¿De dónde vienen mis expectativas?

 

 ¿Cuántos minutos, hora, días…. invertimos en el deseo de  que las cosas sean distintas a como son? ¿Cuántos  mirando atrás y añorando que todo fuera como antes, incluso cuando ese “antes” no era demasiado valorado? ¿Cuántos soñando con que suceda algo determinado? ¿Por qué anhelamos  lo que no tenemos? ¿Por qué esa huída del presente?

Lo cierto es que solemos vivir en un continuo estado de insatisfacción.
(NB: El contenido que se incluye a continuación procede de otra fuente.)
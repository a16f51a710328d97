//! Matching & deduplication — turns a time window plus a resolved rule set
//! into a rule-tagged delivery plan.
//!
//! Each non-default rule runs as a scoped mailbox query; every thread
//! contributes at most one representative message (the newest one not sent
//! from an own address). Message ids dedup across rules, earlier rules
//! winning ties, and a final pass over the whole inbox window hands
//! everything unclaimed to the fallback rule.

use std::collections::HashSet;
use std::sync::Arc;

use chrono::{DateTime, Utc};
use tracing::{debug, warn};

use crate::error::FetchError;
use crate::mailbox::{is_own_address, MailFetcher, MailMessage, Thread};
use crate::rules::{ResolvedRules, Rule};
use crate::window::TimeWindow;

/// Folder restriction imposed on queries that do not pick their own.
pub const INBOX_QUERY: &str = "in:inbox";

/// One planned delivery: a representative message tagged with the rule that
/// claimed it.
#[derive(Debug, Clone)]
pub struct DeliveryItem {
    pub id: String,
    pub labels: Vec<String>,
    pub date: DateTime<Utc>,
    pub from: String,
    pub to: String,
    pub cc: String,
    pub subject: String,
    pub body: String,
    /// The claiming rule, shared with the resolved rule set.
    pub rule: Arc<Rule>,
}

/// Combine a rule's query with the window bounds.
///
/// A rule that already carries an `in:` term picks its own folder; anything
/// else is restricted to the inbox.
pub fn scoped_query(rule_query: &str, window: &TimeWindow) -> String {
    let has_in_term = rule_query
        .split_whitespace()
        .any(|term| term.starts_with("in:"));
    if has_in_term {
        format!("{} {rule_query}", window.date_range_query())
    } else {
        format!("{INBOX_QUERY} {} {rule_query}", window.date_range_query())
    }
}

/// The newest message in a thread that was not sent from an own address.
///
/// Threads where every message is self-sent have no representative.
pub fn representative<'a>(thread: &'a Thread, own: &[String]) -> Option<&'a MailMessage> {
    thread
        .messages
        .iter()
        .rev()
        .find(|m| !is_own_address(&m.from, own))
}

/// Run-local dedup set: insertion ordered, first writer wins.
#[derive(Default)]
struct DedupSet {
    items: Vec<DeliveryItem>,
    seen: HashSet<String>,
}

impl DedupSet {
    fn insert(&mut self, item: DeliveryItem) -> bool {
        if !self.seen.insert(item.id.clone()) {
            return false;
        }
        self.items.push(item);
        true
    }
}

/// Matches rules against the mailbox and builds the delivery plan.
pub struct Matcher<'a> {
    fetcher: &'a dyn MailFetcher,
    /// Primary address + send-as aliases, resolved once per run.
    own_addresses: Vec<String>,
}

impl<'a> Matcher<'a> {
    pub fn new(fetcher: &'a dyn MailFetcher, own_addresses: Vec<String>) -> Self {
        Self {
            fetcher,
            own_addresses,
        }
    }

    /// Build the deduplicated, rule-tagged plan for one window.
    ///
    /// `window_threads` is the already-fetched unscoped inbox result for
    /// the window (the caller needs it first for the empty-window
    /// short-circuit); its unclaimed representatives go to the fallback.
    /// A failing rule query is logged and skipped; it never takes the
    /// fallback pass down with it.
    pub async fn collect(
        &self,
        window: &TimeWindow,
        rules: &ResolvedRules,
        window_threads: &[Thread],
    ) -> Result<Vec<DeliveryItem>, FetchError> {
        let mut set = DedupSet::default();

        for rule in &rules.rules {
            let Some(query) = rule.query.as_deref().filter(|q| !q.trim().is_empty()) else {
                continue;
            };
            let scoped = scoped_query(query, window);
            let threads = match self.fetcher.search(&scoped).await {
                Ok(threads) => threads,
                Err(e) => {
                    warn!(query = %scoped, error = %e, "Rule query failed, skipping rule");
                    continue;
                }
            };

            let mut claimed = 0usize;
            for thread in &threads {
                if let Some(message) = representative(thread, &self.own_addresses) {
                    if set.insert(self.item_for(thread, message, Arc::clone(rule))) {
                        claimed += 1;
                    }
                }
            }
            debug!(query = %query, threads = threads.len(), claimed, "Rule matched");
        }

        for thread in window_threads {
            if let Some(message) = representative(thread, &self.own_addresses) {
                set.insert(self.item_for(thread, message, Arc::clone(&rules.fallback)));
            }
        }

        Ok(set.items)
    }

    fn item_for(&self, thread: &Thread, message: &MailMessage, rule: Arc<Rule>) -> DeliveryItem {
        // Thread-level labels: union across messages, first occurrence order.
        let mut labels: Vec<String> = Vec::new();
        for msg in &thread.messages {
            for label in &msg.labels {
                if !labels.contains(label) {
                    labels.push(label.clone());
                }
            }
        }

        DeliveryItem {
            id: message.id.clone(),
            labels,
            date: message.date,
            from: message.from.clone(),
            to: message.to.clone(),
            cc: message.cc.clone(),
            subject: message.subject.clone(),
            body: message.body.clone(),
            rule,
        }
    }
}

#[cfg(test)]
mod tests {
    use super::*;
    use std::collections::HashMap;
    use std::sync::Mutex;

    use async_trait::async_trait;

    use crate::rules::{resolve, Resolution};

    struct FakeFetcher {
        /// Query → threads. Unknown queries return an error, so tests pin
        /// down exactly which query strings the matcher constructs.
        by_query: HashMap<String, Vec<Thread>>,
        queries: Mutex<Vec<String>>,
    }

    impl FakeFetcher {
        fn new(by_query: HashMap<String, Vec<Thread>>) -> Self {
            Self {
                by_query,
                queries: Mutex::new(Vec::new()),
            }
        }
    }

    #[async_trait]
    impl MailFetcher for FakeFetcher {
        async fn search(&self, query: &str) -> Result<Vec<Thread>, FetchError> {
            self.queries.lock().unwrap().push(query.to_string());
            self.by_query
                .get(query)
                .cloned()
                .ok_or_else(|| FetchError::SearchFailed {
                    query: query.to_string(),
                    reason: "no canned result".into(),
                })
        }

        async fn own_addresses(&self) -> Result<Vec<String>, FetchError> {
            Ok(vec!["me@example.com".into()])
        }
    }

    fn message(id: &str, from: &str, epoch: i64) -> MailMessage {
        MailMessage {
            id: id.into(),
            from: from.into(),
            to: "me@example.com".into(),
            cc: String::new(),
            subject: format!("subject {id}"),
            body: format!("body {id}"),
            date: DateTime::from_timestamp(epoch, 0).unwrap(),
            labels: vec![],
        }
    }

    fn thread(id: &str, messages: Vec<MailMessage>) -> Thread {
        Thread {
            id: id.into(),
            messages,
        }
    }

    fn window() -> TimeWindow {
        TimeWindow {
            last_checked: 100,
            next_check: 200,
        }
    }

    fn rule(query: Option<&str>, webhook: Option<&str>) -> Rule {
        Rule {
            query: query.map(String::from),
            webhook_url: webhook.map(String::from),
            ..Rule::default()
        }
    }

    fn resolved(raw: &[Rule]) -> ResolvedRules {
        match resolve(raw).unwrap() {
            Resolution::Active(r) => r,
            Resolution::NothingToDo => panic!("expected active rules"),
        }
    }

    #[test]
    fn scoped_query_forces_inbox() {
        assert_eq!(
            scoped_query("label:urgent", &window()),
            "in:inbox after:100 before:199 label:urgent"
        );
    }

    #[test]
    fn scoped_query_respects_in_term() {
        assert_eq!(
            scoped_query("in:spam from:foo", &window()),
            "after:100 before:199 in:spam from:foo"
        );
    }

    #[test]
    fn representative_is_newest_non_self() {
        let own = vec!["me@example.com".to_string()];
        let t = thread(
            "t1",
            vec![
                message("m1", "alice@example.com", 10),
                message("m2", "Me <me@example.com>", 20),
            ],
        );
        assert_eq!(representative(&t, &own).unwrap().id, "m1");
    }

    #[test]
    fn self_only_thread_has_no_representative() {
        let own = vec!["me@example.com".to_string()];
        let t = thread("t1", vec![message("m1", "me@example.com", 10)]);
        assert!(representative(&t, &own).is_none());
    }

    #[tokio::test]
    async fn earlier_rule_wins_dedup_tie() {
        let w = window();
        let raw = [
            rule(Some("label:a"), Some("https://hook/a")),
            rule(Some("label:b"), Some("https://hook/b")),
            rule(None, Some("https://hook/default")),
        ];
        let rules = resolved(&raw);

        let shared = thread("t1", vec![message("m1", "alice@example.com", 150)]);
        let fetcher = FakeFetcher::new(HashMap::from([
            (scoped_query("label:a", &w), vec![shared.clone()]),
            (scoped_query("label:b", &w), vec![shared.clone()]),
        ]));

        let matcher = Matcher::new(&fetcher, vec!["me@example.com".into()]);
        let plan = matcher.collect(&w, &rules, &[shared]).await.unwrap();

        assert_eq!(plan.len(), 1);
        assert_eq!(plan[0].id, "m1");
        assert_eq!(plan[0].rule.query.as_deref(), Some("label:a"));
    }

    #[tokio::test]
    async fn unmatched_messages_go_to_fallback() {
        let w = window();
        let raw = [
            rule(Some("label:a"), Some("https://hook/a")),
            rule(None, Some("https://hook/default")),
        ];
        let rules = resolved(&raw);

        let matched = thread("t1", vec![message("m1", "alice@example.com", 150)]);
        let unmatched = thread("t2", vec![message("m2", "bob@example.com", 160)]);
        let fetcher = FakeFetcher::new(HashMap::from([(
            scoped_query("label:a", &w),
            vec![matched.clone()],
        )]));

        let matcher = Matcher::new(&fetcher, vec!["me@example.com".into()]);
        let plan = matcher
            .collect(&w, &rules, &[matched, unmatched])
            .await
            .unwrap();

        assert_eq!(plan.len(), 2);
        assert_eq!(plan[0].rule.query.as_deref(), Some("label:a"));
        assert!(plan[1].rule.is_default);
        assert_eq!(plan[1].id, "m2");
    }

    #[tokio::test]
    async fn failing_rule_query_is_skipped() {
        let w = window();
        let raw = [
            rule(Some("label:broken"), Some("https://hook/a")),
            rule(None, Some("https://hook/default")),
        ];
        let rules = resolved(&raw);

        // No canned result for the broken rule's query → search error.
        let fetcher = FakeFetcher::new(HashMap::new());
        let leftover = thread("t1", vec![message("m1", "alice@example.com", 150)]);

        let matcher = Matcher::new(&fetcher, vec!["me@example.com".into()]);
        let plan = matcher.collect(&w, &rules, &[leftover]).await.unwrap();

        // The fallback pass still ran and claimed the message.
        assert_eq!(plan.len(), 1);
        assert!(plan[0].rule.is_default);
    }

    #[tokio::test]
    async fn queryless_rules_fetch_nothing() {
        let w = window();
        let mut fallback = rule(None, Some("https://hook/default"));
        fallback.is_default = true;
        let raw = [rule(Some("  "), Some("https://hook/a")), fallback];
        let rules = resolved(&raw);

        let fetcher = FakeFetcher::new(HashMap::new());
        let matcher = Matcher::new(&fetcher, vec!["me@example.com".into()]);
        let plan = matcher.collect(&w, &rules, &[]).await.unwrap();

        assert!(plan.is_empty());
        assert!(fetcher.queries.lock().unwrap().is_empty());
    }

    #[tokio::test]
    async fn thread_labels_are_unioned() {
        let w = window();
        let raw = [
            rule(Some("label:a"), Some("https://hook/a")),
            rule(None, Some("https://hook/default")),
        ];
        let rules = resolved(&raw);

        let mut first = message("m1", "alice@example.com", 150);
        first.labels = vec!["INBOX".into(), "work".into()];
        let mut second = message("m2", "bob@example.com", 160);
        second.labels = vec!["INBOX".into(), "urgent".into()];
        let t = thread("t1", vec![first, second]);

        let fetcher =
            FakeFetcher::new(HashMap::from([(scoped_query("label:a", &w), vec![t])]));
        let matcher = Matcher::new(&fetcher, vec!["me@example.com".into()]);
        let plan = matcher.collect(&w, &rules, &[]).await.unwrap();

        assert_eq!(plan.len(), 1);
        assert_eq!(plan[0].labels, vec!["INBOX", "work", "urgent"]);
    }
}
Tenemos la sensación de no  estar a la altura de las expectativas. Pero… ¿expectativas de quién?  ¿Mías, ajenas o del “mundo”?
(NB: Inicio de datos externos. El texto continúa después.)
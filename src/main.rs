use std::sync::Arc;
use std::time::Duration;

use inbox_relay::config::{self, RelayConfig};
use inbox_relay::engine::Engine;
use inbox_relay::mailbox::GmailFetcher;
use inbox_relay::notify::WebhookNotifier;
use inbox_relay::window::FileCheckpointStore;
use tracing::error;

#[tokio::main]
async fn main() -> anyhow::Result<()> {
    // Initialize tracing
    tracing_subscriber::fmt()
        .with_env_filter(
            tracing_subscriber::EnvFilter::try_from_default_env()
                .unwrap_or_else(|_| tracing_subscriber::EnvFilter::new("info")),
        )
        .with_target(false)
        .init();

    let token = std::env::var("RELAY_GMAIL_TOKEN").unwrap_or_else(|_| {
        eprintln!("Error: RELAY_GMAIL_TOKEN not set");
        eprintln!("  export RELAY_GMAIL_TOKEN=ya29....");
        std::process::exit(1);
    });

    let defaults = RelayConfig::default();
    let config = RelayConfig {
        poll_interval_secs: std::env::var("RELAY_POLL_INTERVAL_SECS")
            .ok()
            .and_then(|v| v.parse().ok())
            .unwrap_or(defaults.poll_interval_secs),
        rules_path: std::env::var("RELAY_RULES_PATH")
            .map(Into::into)
            .unwrap_or(defaults.rules_path),
        checkpoint_dir: std::env::var("RELAY_CHECKPOINT_DIR")
            .map(Into::into)
            .unwrap_or(defaults.checkpoint_dir),
    };

    eprintln!("📬 inbox-relay v{}", env!("CARGO_PKG_VERSION"));
    eprintln!("   Rules: {}", config.rules_path.display());
    eprintln!("   Checkpoint dir: {}", config.checkpoint_dir.display());
    eprintln!("   Poll interval: {}s\n", config.poll_interval_secs);

    let rules = config::load_rules(&config.rules_path)?;

    let engine = Engine::new(
        Arc::new(GmailFetcher::new(secrecy::SecretString::from(token))),
        Arc::new(WebhookNotifier::new()),
        Arc::new(FileCheckpointStore::new(&config.checkpoint_dir)),
    );

    // One-shot mode for cron-style hosts.
    if std::env::var("RELAY_ONCE").is_ok_and(|v| v == "1") {
        engine.check_mail(&rules).await?;
        return Ok(());
    }

    let mut tick = tokio::time::interval(Duration::from_secs(config.poll_interval_secs));
    loop {
        tick.tick().await;
        if let Err(e) = engine.check_mail(&rules).await {
            error!("Check run failed: {e}");
        }
    }
}
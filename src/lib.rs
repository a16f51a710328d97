//! inbox-relay — polls a mailbox and relays new messages to webhooks by
//! rule, deduplicated and rate limited.

pub mod config;
pub mod dispatch;
pub mod engine;
pub mod error;
pub mod mailbox;
pub mod matcher;
pub mod notify;
pub mod payload;
pub mod rules;
pub mod window;
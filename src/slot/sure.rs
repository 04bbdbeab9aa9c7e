use std::future::Future;

use tokio_util::sync::CancellationToken;

use super::{Close, Slot};
use crate::context::Context;
use crate::error::SignalError;

/// Block-on-full: the dispatching task waits until the subscriber has room.
///
/// The wait ends when the value is queued, when the caller's context fires,
/// or when the slot is closed. Like [`SoftSlot`](super::SoftSlot), closing
/// does not disconnect the receiver while the slot is still registered.
pub struct SureSlot<T> {
    tx: flume::Sender<T>,
    token: CancellationToken,
}

impl<T: Send> Close for SureSlot<T> {
    fn close(&self) -> Result<(), SignalError> {
        self.token.cancel();
        tracing::trace!("sure slot closed");
        Ok(())
    }

    fn is_closed(&self) -> bool {
        self.token.is_cancelled()
    }
}

impl<T: Send + 'static> Slot<T> for SureSlot<T> {
    fn with_capacity(capacity: usize) -> (Self, flume::Receiver<T>) {
        let (tx, rx) = flume::bounded(capacity);
        let slot = Self {
            tx,
            token: CancellationToken::new(),
        };
        (slot, rx)
    }

    fn dispatch(
        &self,
        ctx: &Context,
        value: T,
    ) -> impl Future<Output = Result<usize, SignalError>> + Send {
        async move {
            if self.token.is_cancelled() {
                return Err(SignalError::Closed);
            }
            if let Some(err) = ctx.err() {
                return Err(err);
            }

            // The send is polled first: a receiver may already have taken the
            // value from the pending send when the context fires or the slot
            // closes, and that hand-off must be counted.
            tokio::select! {
                biased;
                sent = self.tx.send_async(value) => match sent {
                    Ok(()) => Ok(1),
                    Err(_) => {
                        // Receiver dropped without closing.
                        self.token.cancel();
                        Err(SignalError::Closed)
                    }
                },
                err = ctx.done() => Err(err),
                _ = self.token.cancelled() => Err(SignalError::Closed),
            }
        }
    }
}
Muchos de nosotros nos definiríamos como personas que libremente hemos elegido un sistema de creencias, unos valores que guían nuestra vida y un modo de relacionarnos con nosotros  mismos y con los demás. Basta con sumergirnos levemente en nuestro interior para darnos cuenta de que no es así.

Por pura economía hemos copiado, pegado y aplicado esquemas ajenos, una especie de  kit completo que utilizamos como filtro para interpretar el mundo. Evidentemente todo sucede de manera gradual y desde nuestra más tierna infancia. Además, estas creencias, modos y expectativas proceden de las personas que más nos quieren y nos cuidan. Por ello, les concedemos una credibilidad  incuestionable. Vamos aprendiendo qué tenemos que hacer para que nos aplaudan, nos den cariño y nos admiren. Y también qué  debemos evitar. Si en algún  momento cometemos algún fallo, incumplimos alguna norma o nos salimos del dibujo al colorear, suele aparecer prestamente alguien a darle al botón de pausa, indicarnos lo incorrecto, corregirnos y recordarnos, cada vez con menos paciencia y humor, “CÓMO SE HACEN LAS COSAS”.  Sólo después de ajustarnos a lo previsto, tendremos derecho a reconocimiento o a otro beso.

Y así va pasando la vida y cada vez distinguimos mejor lo “bueno” de lo “malo”, lo que se espera de nosotros y lo que no.

Es obvio que somos seres sociales. Estamos diseñados para vivir en grupo. Es junto a los demás, cerca o a través de ellos, dónde nos desarrollamos como personas,  desplegamos nuestros matices y  logramos  metas. Pero más allá de eso, es junto a los demás y gracias al apoyo del grupo, cuando garantizamos nuestra supervivencia. Y es éste punto tan básico el que explica todo.

Queremos ser aceptados. Y estamos dispuestos a pagar cualquier precio. Incluso a renunciar a nuestra esencia.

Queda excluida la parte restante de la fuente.